Collected data
****************

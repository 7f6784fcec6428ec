//! Address formatting.
//!
//! A [`Formatter`] renders an [`Address`] by walking the tokens of the
//! country's [`AddressFormat`]. Fields that are empty render as nothing and
//! the resulting blank lines and double spaces are collapsed afterwards, so
//! format strings never need conditionals.

use std::sync::LazyLock;

use regex::Regex;
use tracing::debug;

use crate::address::Address;
use crate::constants::{ENGLISH, MARKUP_LINE_BREAK, POSTAL_COUNTRY_SEPARATOR};
use crate::field::{Field, FieldSet};
use crate::metadata::{CountryMetadata, Metadata};
use crate::region_names::{BuiltinRegionNames, RegionNamer};
use crate::template::{AddressFormat, Token};

static COLLAPSE_WHITESPACE: LazyLock<Regex> =
    LazyLock::new(|| Regex::new(r"[\s\p{Zs}]{2,}").unwrap());

static COLLAPSE_BREAKS: LazyLock<Regex> =
    LazyLock::new(|| Regex::new(r"(?:\s|\p{Zs}|<br>){2,}").unwrap());

/// How rendered lines and fields are represented.
#[derive(Debug, Clone, Copy, PartialEq, Eq, Hash, Default)]
pub enum OutputMode {
    /// Lines separated by `\n`.
    #[default]
    Plain,
    /// HTML: each field wrapped in a `<span>` named after the field, lines
    /// separated by `<br>`, values escaped.
    Markup,
}

impl OutputMode {
    const fn line_break(self) -> &'static str {
        match self {
            Self::Plain => "\n",
            Self::Markup => MARKUP_LINE_BREAK,
        }
    }
}

/// Which conventions the formatter follows.
#[derive(Debug, Clone, PartialEq, Eq, Hash, Default)]
pub enum LabelStyle {
    /// Adds the country name in the requested language. Nothing is
    /// upper-cased.
    #[default]
    Default,
    /// Follows postal addressing rules for mail sent from `origin_country`.
    ///
    /// Fields the destination country wants upper-cased are upper-cased,
    /// alphabetic postal abbreviations replace administrative area names,
    /// and the country line is only added for international mail, in both
    /// the origin's language and English.
    PostalLabel {
        /// Country code the mail is sent from
        origin_country: String,
    },
}

impl LabelStyle {
    /// Shorthand for [`LabelStyle::PostalLabel`].
    #[must_use]
    pub fn postal_label(origin_country: impl Into<String>) -> Self {
        Self::PostalLabel {
            origin_country: origin_country.into(),
        }
    }
}

/// Formatter configuration.
///
/// # Examples
///
/// ```
/// use intl_address::{FormatOptions, LabelStyle, OutputMode};
///
/// let options = FormatOptions::new()
///     .with_output(OutputMode::Markup)
///     .with_latinize(true)
///     .with_style(LabelStyle::postal_label("FR"));
///
/// assert!(options.latinize);
/// ```
#[derive(Debug, Clone, PartialEq, Eq, Hash, Default)]
pub struct FormatOptions {
    /// Output representation
    pub output: OutputMode,
    /// Use the country's latinized format when it has one
    pub latinize: bool,
    /// Default or postal label conventions
    pub style: LabelStyle,
}

impl FormatOptions {
    /// Plain output, native format, default style.
    #[must_use]
    pub fn new() -> Self {
        Self::default()
    }

    /// Sets the output mode.
    #[must_use]
    pub fn with_output(mut self, output: OutputMode) -> Self {
        self.output = output;
        self
    }

    /// Sets whether latinized formats are preferred.
    #[must_use]
    pub fn with_latinize(mut self, latinize: bool) -> Self {
        self.latinize = latinize;
        self
    }

    /// Sets the label style.
    #[must_use]
    pub fn with_style(mut self, style: LabelStyle) -> Self {
        self.style = style;
        self
    }
}

/// Renders addresses as text or HTML.
///
/// A formatter holds no mutable state; one instance can format any number
/// of addresses from any number of threads.
///
/// # Examples
///
/// ```
/// use intl_address::{Address, FormatOptions, Formatter};
///
/// let address = Address::builder()
///     .country("AU")
///     .name("John Smith")
///     .organization("Company Pty Ltd")
///     .street_line("525 Collins Street")
///     .locality("Melbourne")
///     .administrative_area("VIC")
///     .post_code("3000")
///     .build();
///
/// let formatter = Formatter::new(FormatOptions::new());
/// assert_eq!(
///     formatter.format(&address, "en"),
///     "Company Pty Ltd\nJohn Smith\n525 Collins Street\nMelbourne Victoria 3000\nAustralia"
/// );
/// ```
#[derive(Clone)]
pub struct Formatter<'a> {
    metadata: &'a Metadata,
    names: &'a dyn RegionNamer,
    options: FormatOptions,
}

impl Formatter<'static> {
    /// Creates a formatter over the built-in metadata and region names.
    #[must_use]
    pub fn new(options: FormatOptions) -> Self {
        Self::with_sources(Metadata::global(), BuiltinRegionNames::global(), options)
    }
}

impl<'a> Formatter<'a> {
    /// Creates a formatter over the given metadata and region names.
    #[must_use]
    pub fn with_sources(
        metadata: &'a Metadata,
        names: &'a dyn RegionNamer,
        options: FormatOptions,
    ) -> Self {
        Self {
            metadata,
            names,
            options,
        }
    }

    /// Returns the options this formatter was created with.
    #[must_use]
    pub fn options(&self) -> &FormatOptions {
        &self.options
    }

    /// Formats `address`.
    ///
    /// `language` selects subdivision and country names. Languages the
    /// country has no subdivision names for fall back to its default
    /// language; country names missing in a language fall back to English.
    #[must_use]
    pub fn format(&self, address: &Address, language: &str) -> String {
        let code = address.country();
        let country = self.metadata.country(code);
        let requested = language;
        let language = self.metadata.normalize_language(code, requested);
        if !requested.is_empty() && requested != language {
            debug!(
                country = code,
                requested,
                language,
                "no subdivision names in language, using default"
            );
        }
        let (format, country_at_end) = select_format(country, self.options.latinize);

        let mut data = self.resolve(address, language);
        let mut upper = FieldSet::new();

        let country_line = match &self.options.style {
            LabelStyle::Default => self.names.region_name_or_english(code, language),
            LabelStyle::PostalLabel { origin_country } => {
                upper = country.upper_fields();
                let alphabetic = |key: &&str| key.chars().any(|c| c.is_ascii_alphabetic());
                if let Some(key) = data.postal_key.filter(alphabetic) {
                    data.administrative_area = key;
                }
                self.postal_country_line(code, origin_country)
            }
        };

        let format = match country_line.filter(|line| !line.is_empty()) {
            Some(line) => {
                data.country = line;
                format.with_country_line(country_at_end)
            }
            None => format.clone(),
        };

        let raw = self.render(&format, &data, upper);
        self.tidy(&raw)
    }

    /// Collects display values for the address fields.
    fn resolve<'s>(&'s self, address: &'s Address, language: &str) -> FormatData<'s> {
        let code = address.country();
        let area = address.administrative_area();
        let locality = address.locality();
        let dependent = address.dependent_locality();

        let area_name = (!area.is_empty())
            .then(|| self.metadata.administrative_area_name(code, area, language))
            .flatten()
            .unwrap_or(area);
        let locality_name = (!locality.is_empty())
            .then(|| self.metadata.locality_name(code, area, locality, language))
            .flatten()
            .unwrap_or(locality);
        let dependent_name = (!dependent.is_empty())
            .then(|| {
                self.metadata
                    .dependent_locality_name(code, area, locality, dependent, language)
            })
            .flatten()
            .unwrap_or(dependent);

        FormatData {
            country: String::new(),
            name: address.name(),
            organization: address.organization(),
            street: address
                .street_address()
                .iter()
                .map(|line| line.trim())
                .filter(|line| !line.is_empty())
                .collect(),
            dependent_locality: dependent_name,
            locality: locality_name,
            administrative_area: area_name,
            postal_key: self.metadata.administrative_area_postal_key(code, area),
            post_code: address.post_code(),
            sorting_code: address.sorting_code(),
        }
    }

    /// Builds the upper-cased `TRANSLATED - ENGLISH` country line for mail
    /// leaving `origin`. `None` for domestic mail or an unknown origin.
    fn postal_country_line(&self, destination: &str, origin: &str) -> Option<String> {
        let origin = origin.to_uppercase();
        if !self.metadata.has_country(&origin) || origin.eq_ignore_ascii_case(destination) {
            return None;
        }

        let origin_language = self.metadata.country(&origin).default_language();
        let english = self.names.region_name(destination, ENGLISH)?;
        let translated = self
            .names
            .region_name(destination, origin_language)
            .unwrap_or_else(|| {
                debug!(
                    origin = %origin,
                    language = origin_language,
                    "no destination name in origin language"
                );
                english.clone()
            });

        Some(if translated == english {
            english.to_uppercase()
        } else {
            format!(
                "{}{POSTAL_COUNTRY_SEPARATOR}{}",
                translated.to_uppercase(),
                english.to_uppercase()
            )
        })
    }

    fn render(&self, format: &AddressFormat, data: &FormatData<'_>, upper: FieldSet) -> String {
        let output = self.options.output;
        let mut out = String::new();

        for token in format.tokens() {
            match token {
                Token::Literal(text) => out.push_str(text),
                Token::Newline => out.push_str(output.line_break()),
                Token::Field(Field::StreetAddress) => {
                    let upper = upper.contains(Field::StreetAddress);
                    for (index, line) in data.street.iter().enumerate() {
                        if index > 0 {
                            out.push_str(output.line_break());
                        }
                        let value = cased(line, upper);
                        match output {
                            OutputMode::Plain => out.push_str(&value),
                            OutputMode::Markup => push_span(
                                &mut out,
                                &format!("{}-{}", Field::StreetAddress.css_class(), index + 1),
                                &value,
                            ),
                        }
                    }
                }
                Token::Field(field) => {
                    let value = data.value(*field);
                    if value.is_empty() {
                        continue;
                    }
                    let value = cased(value, upper.contains(*field));
                    match output {
                        OutputMode::Plain => out.push_str(&value),
                        OutputMode::Markup => push_span(&mut out, field.css_class(), &value),
                    }
                }
            }
        }
        out
    }

    /// Collapses the gaps left by empty fields into single line breaks.
    fn tidy(&self, raw: &str) -> String {
        match self.options.output {
            OutputMode::Plain => COLLAPSE_WHITESPACE.replace_all(raw.trim(), "\n").into_owned(),
            OutputMode::Markup => {
                let lines = COLLAPSE_WHITESPACE.replace_all(raw.trim(), MARKUP_LINE_BREAK);
                let collapsed = COLLAPSE_BREAKS.replace_all(&lines, MARKUP_LINE_BREAK);
                trim_breaks(&collapsed).to_string()
            }
        }
    }
}

/// Picks the native or latinized format and where the country line goes.
///
/// Latinized formats and formats without a latinized variant end with the
/// country; native formats of countries that have one start with it.
fn select_format(country: &CountryMetadata, latinize: bool) -> (&AddressFormat, bool) {
    match (latinize, country.latinized_format()) {
        (true, Some(latinized)) => (latinized, true),
        (false, Some(_)) => (country.format(), false),
        (_, None) => (country.format(), true),
    }
}

fn cased(value: &str, upper: bool) -> std::borrow::Cow<'_, str> {
    if upper {
        value.to_uppercase().into()
    } else {
        value.into()
    }
}

/// Appends `value` as an escaped `<span>` with the given class.
fn push_span(out: &mut String, class: &str, value: &str) {
    out.push_str(r#"<span class=""#);
    out.push_str(class);
    out.push_str(r#"">"#);
    out.push_str(&escape_markup(value));
    out.push_str("</span>");
}

fn escape_markup(value: &str) -> std::borrow::Cow<'_, str> {
    if !value.contains(['&', '<', '>', '"', '\'']) {
        return value.into();
    }
    let mut escaped = String::with_capacity(value.len() + 8);
    for c in value.chars() {
        match c {
            '&' => escaped.push_str("&amp;"),
            '<' => escaped.push_str("&lt;"),
            '>' => escaped.push_str("&gt;"),
            '"' => escaped.push_str("&#34;"),
            '\'' => escaped.push_str("&#39;"),
            c => escaped.push(c),
        }
    }
    escaped.into()
}

fn trim_breaks(mut s: &str) -> &str {
    loop {
        let trimmed = s
            .trim()
            .trim_start_matches(MARKUP_LINE_BREAK)
            .trim_end_matches(MARKUP_LINE_BREAK);
        if trimmed.len() == s.len() {
            return trimmed;
        }
        s = trimmed;
    }
}

/// Display values of one address.
struct FormatData<'s> {
    country: String,
    name: &'s str,
    organization: &'s str,
    street: Vec<&'s str>,
    dependent_locality: &'s str,
    locality: &'s str,
    administrative_area: &'s str,
    postal_key: Option<&'s str>,
    post_code: &'s str,
    sorting_code: &'s str,
}

impl FormatData<'_> {
    fn value(&self, field: Field) -> &str {
        match field {
            Field::Country => &self.country,
            Field::Name => self.name,
            Field::Organization => self.organization,
            Field::DependentLocality => self.dependent_locality,
            Field::Locality => self.locality,
            Field::AdministrativeArea => self.administrative_area,
            Field::PostCode => self.post_code,
            Field::SortingCode => self.sorting_code,
            Field::StreetAddress => "",
        }
    }
}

****************

* [What the task asks]:
If a line in the entries above holds "borrow", include it in the count; report nothing but the resulting number.

* [The answer]:
2